Top of Records for processing
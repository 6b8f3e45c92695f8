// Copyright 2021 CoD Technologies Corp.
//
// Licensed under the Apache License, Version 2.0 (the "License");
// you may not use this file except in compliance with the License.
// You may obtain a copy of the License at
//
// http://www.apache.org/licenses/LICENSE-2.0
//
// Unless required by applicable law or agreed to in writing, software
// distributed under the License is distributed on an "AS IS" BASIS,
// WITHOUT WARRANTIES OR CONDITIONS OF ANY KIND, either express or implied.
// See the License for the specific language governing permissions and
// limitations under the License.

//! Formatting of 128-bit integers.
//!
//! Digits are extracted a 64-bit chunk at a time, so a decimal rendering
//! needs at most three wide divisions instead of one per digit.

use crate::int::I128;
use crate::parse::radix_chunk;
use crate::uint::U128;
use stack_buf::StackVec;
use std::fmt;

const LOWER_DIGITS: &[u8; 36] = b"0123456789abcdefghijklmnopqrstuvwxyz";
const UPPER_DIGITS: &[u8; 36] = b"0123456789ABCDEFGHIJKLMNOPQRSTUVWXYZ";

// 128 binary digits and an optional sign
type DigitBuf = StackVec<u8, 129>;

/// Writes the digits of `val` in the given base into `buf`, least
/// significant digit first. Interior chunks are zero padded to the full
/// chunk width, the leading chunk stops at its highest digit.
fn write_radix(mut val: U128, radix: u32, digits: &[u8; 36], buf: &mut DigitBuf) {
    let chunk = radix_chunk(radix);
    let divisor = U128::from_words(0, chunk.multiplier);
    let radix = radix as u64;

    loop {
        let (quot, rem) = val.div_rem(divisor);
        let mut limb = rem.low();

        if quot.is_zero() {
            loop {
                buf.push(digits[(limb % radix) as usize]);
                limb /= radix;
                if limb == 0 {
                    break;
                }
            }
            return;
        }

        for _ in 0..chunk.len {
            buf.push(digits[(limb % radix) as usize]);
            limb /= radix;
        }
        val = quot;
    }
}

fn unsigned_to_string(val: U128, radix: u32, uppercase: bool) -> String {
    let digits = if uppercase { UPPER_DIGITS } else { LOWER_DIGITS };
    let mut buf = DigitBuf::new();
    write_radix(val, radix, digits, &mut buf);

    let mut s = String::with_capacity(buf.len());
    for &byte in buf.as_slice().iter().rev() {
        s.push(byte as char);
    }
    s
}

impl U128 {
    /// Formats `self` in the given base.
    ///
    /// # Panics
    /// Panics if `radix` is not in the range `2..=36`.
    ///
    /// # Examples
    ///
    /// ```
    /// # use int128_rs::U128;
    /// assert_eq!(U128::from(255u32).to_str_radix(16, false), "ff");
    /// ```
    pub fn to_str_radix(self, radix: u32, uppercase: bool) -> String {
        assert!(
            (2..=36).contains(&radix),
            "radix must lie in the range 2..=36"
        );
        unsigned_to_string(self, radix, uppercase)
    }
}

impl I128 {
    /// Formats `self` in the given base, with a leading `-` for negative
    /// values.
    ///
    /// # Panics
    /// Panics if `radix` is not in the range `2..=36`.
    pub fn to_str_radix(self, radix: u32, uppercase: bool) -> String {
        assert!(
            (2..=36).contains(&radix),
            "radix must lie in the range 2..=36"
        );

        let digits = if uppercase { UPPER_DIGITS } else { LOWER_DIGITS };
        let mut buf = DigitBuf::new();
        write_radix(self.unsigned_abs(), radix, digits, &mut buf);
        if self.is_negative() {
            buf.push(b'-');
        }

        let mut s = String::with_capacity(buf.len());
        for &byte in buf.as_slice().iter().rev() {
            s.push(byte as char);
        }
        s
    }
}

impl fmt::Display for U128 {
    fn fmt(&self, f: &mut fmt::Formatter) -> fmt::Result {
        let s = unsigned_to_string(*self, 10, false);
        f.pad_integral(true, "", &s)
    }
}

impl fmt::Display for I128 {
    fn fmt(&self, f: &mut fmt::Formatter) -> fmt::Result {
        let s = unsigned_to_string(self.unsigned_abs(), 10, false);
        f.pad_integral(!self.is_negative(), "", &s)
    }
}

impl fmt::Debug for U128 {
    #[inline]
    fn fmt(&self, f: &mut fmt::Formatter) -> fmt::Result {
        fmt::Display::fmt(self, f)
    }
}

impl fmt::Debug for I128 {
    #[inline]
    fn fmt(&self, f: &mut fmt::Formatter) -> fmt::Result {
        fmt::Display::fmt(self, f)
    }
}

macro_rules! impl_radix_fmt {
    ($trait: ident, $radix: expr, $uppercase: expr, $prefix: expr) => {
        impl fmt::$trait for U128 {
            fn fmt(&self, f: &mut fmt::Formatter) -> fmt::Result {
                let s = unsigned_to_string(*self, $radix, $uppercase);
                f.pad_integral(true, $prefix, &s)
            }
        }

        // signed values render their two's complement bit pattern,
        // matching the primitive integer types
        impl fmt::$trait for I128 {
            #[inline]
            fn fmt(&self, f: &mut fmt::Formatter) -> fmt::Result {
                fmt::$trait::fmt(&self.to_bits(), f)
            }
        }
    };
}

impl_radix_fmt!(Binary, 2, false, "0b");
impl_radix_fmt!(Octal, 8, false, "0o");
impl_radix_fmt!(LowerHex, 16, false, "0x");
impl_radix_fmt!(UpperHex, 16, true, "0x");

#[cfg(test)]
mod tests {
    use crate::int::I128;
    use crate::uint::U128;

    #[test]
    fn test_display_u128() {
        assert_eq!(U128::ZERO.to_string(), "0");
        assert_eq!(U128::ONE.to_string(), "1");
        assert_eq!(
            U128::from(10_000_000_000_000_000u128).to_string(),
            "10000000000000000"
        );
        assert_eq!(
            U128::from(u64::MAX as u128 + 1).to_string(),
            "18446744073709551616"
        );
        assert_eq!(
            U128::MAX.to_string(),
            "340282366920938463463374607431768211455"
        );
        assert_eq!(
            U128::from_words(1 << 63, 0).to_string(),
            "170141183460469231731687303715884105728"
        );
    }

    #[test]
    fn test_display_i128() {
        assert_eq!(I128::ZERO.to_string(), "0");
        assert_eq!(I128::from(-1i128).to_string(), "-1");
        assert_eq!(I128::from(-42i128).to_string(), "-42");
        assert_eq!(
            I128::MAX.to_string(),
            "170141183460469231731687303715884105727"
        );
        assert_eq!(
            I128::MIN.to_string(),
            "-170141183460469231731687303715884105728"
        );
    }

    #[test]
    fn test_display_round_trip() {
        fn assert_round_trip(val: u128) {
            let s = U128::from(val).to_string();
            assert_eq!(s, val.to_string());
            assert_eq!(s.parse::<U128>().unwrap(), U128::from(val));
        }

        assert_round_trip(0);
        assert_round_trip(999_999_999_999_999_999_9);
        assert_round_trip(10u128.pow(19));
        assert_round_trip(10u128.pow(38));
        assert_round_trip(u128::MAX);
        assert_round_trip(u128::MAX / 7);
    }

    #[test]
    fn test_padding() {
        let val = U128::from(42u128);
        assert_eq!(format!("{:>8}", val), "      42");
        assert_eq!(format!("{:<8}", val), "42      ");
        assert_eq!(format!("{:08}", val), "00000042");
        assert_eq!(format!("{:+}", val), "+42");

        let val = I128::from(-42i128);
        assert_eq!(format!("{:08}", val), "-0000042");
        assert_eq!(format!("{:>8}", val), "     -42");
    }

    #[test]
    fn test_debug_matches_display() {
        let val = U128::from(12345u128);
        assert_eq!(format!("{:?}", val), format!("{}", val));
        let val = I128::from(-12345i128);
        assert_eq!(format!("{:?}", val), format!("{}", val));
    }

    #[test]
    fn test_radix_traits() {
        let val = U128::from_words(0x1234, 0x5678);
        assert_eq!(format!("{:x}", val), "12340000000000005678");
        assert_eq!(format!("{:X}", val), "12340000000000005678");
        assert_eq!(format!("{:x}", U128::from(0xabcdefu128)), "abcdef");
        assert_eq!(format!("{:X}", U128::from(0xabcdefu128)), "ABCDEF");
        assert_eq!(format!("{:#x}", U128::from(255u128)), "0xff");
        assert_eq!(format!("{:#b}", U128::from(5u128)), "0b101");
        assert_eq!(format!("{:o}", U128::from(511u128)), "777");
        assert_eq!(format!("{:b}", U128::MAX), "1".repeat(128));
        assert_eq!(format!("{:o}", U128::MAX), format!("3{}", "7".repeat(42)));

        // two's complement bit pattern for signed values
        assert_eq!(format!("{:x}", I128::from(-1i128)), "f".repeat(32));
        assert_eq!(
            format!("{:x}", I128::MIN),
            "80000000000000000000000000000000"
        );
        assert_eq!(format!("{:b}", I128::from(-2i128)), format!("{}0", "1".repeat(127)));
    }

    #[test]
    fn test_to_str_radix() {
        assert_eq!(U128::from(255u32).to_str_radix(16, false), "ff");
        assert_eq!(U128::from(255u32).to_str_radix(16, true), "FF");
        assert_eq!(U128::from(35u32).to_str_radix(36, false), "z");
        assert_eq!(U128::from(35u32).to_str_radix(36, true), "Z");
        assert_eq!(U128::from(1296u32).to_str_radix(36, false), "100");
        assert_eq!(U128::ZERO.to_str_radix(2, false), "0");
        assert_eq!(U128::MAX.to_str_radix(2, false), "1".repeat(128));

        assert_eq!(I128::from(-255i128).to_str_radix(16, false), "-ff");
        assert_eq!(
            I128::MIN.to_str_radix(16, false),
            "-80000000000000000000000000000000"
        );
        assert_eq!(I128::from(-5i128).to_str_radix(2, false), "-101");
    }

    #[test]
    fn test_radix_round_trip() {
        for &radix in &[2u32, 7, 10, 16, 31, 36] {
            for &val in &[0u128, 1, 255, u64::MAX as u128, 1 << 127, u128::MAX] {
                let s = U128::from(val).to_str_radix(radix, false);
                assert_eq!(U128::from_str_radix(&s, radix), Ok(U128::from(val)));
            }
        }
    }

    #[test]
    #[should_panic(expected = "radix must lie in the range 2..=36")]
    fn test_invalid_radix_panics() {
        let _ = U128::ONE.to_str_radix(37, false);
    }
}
Bottom of Records for processing
** Goal of the exercise **
Please copy, without any change, the lines of the material from the first through the one containing "let divisor = U128::from_words(0, chunk.multiplier);". Write nothing else.

** Output of the task **
repository 6b8f3e45c92695f8
// Copyright 2021 CoD Technologies Corp.
//
// Licensed under the Apache License, Version 2.0 (the "License");
// you may not use this file except in compliance with the License.
// You may obtain a copy of the License at
//
// http://www.apache.org/licenses/LICENSE-2.0
//
// Unless required by applicable law or agreed to in writing, software
// distributed under the License is distributed on an "AS IS" BASIS,
// WITHOUT WARRANTIES OR CONDITIONS OF ANY KIND, either express or implied.
// See the License for the specific language governing permissions and
// limitations under the License.

//! Formatting of 128-bit integers.
//!
//! Digits are extracted a 64-bit chunk at a time, so a decimal rendering
//! needs at most three wide divisions instead of one per digit.

use crate::int::I128;
use crate::parse::radix_chunk;
use crate::uint::U128;
use stack_buf::StackVec;
use std::fmt;

const LOWER_DIGITS: &[u8; 36] = b"0123456789abcdefghijklmnopqrstuvwxyz";
const UPPER_DIGITS: &[u8; 36] = b"0123456789ABCDEFGHIJKLMNOPQRSTUVWXYZ";

// 128 binary digits and an optional sign
type DigitBuf = StackVec<u8, 129>;

/// Writes the digits of `val` in the given base into `buf`, least
/// significant digit first. Interior chunks are zero padded to the full
/// chunk width, the leading chunk stops at its highest digit.
fn write_radix(mut val: U128, radix: u32, digits: &[u8; 36], buf: &mut DigitBuf) {
    let chunk = radix_chunk(radix);
    let divisor = U128::from_words(0, chunk.multiplier);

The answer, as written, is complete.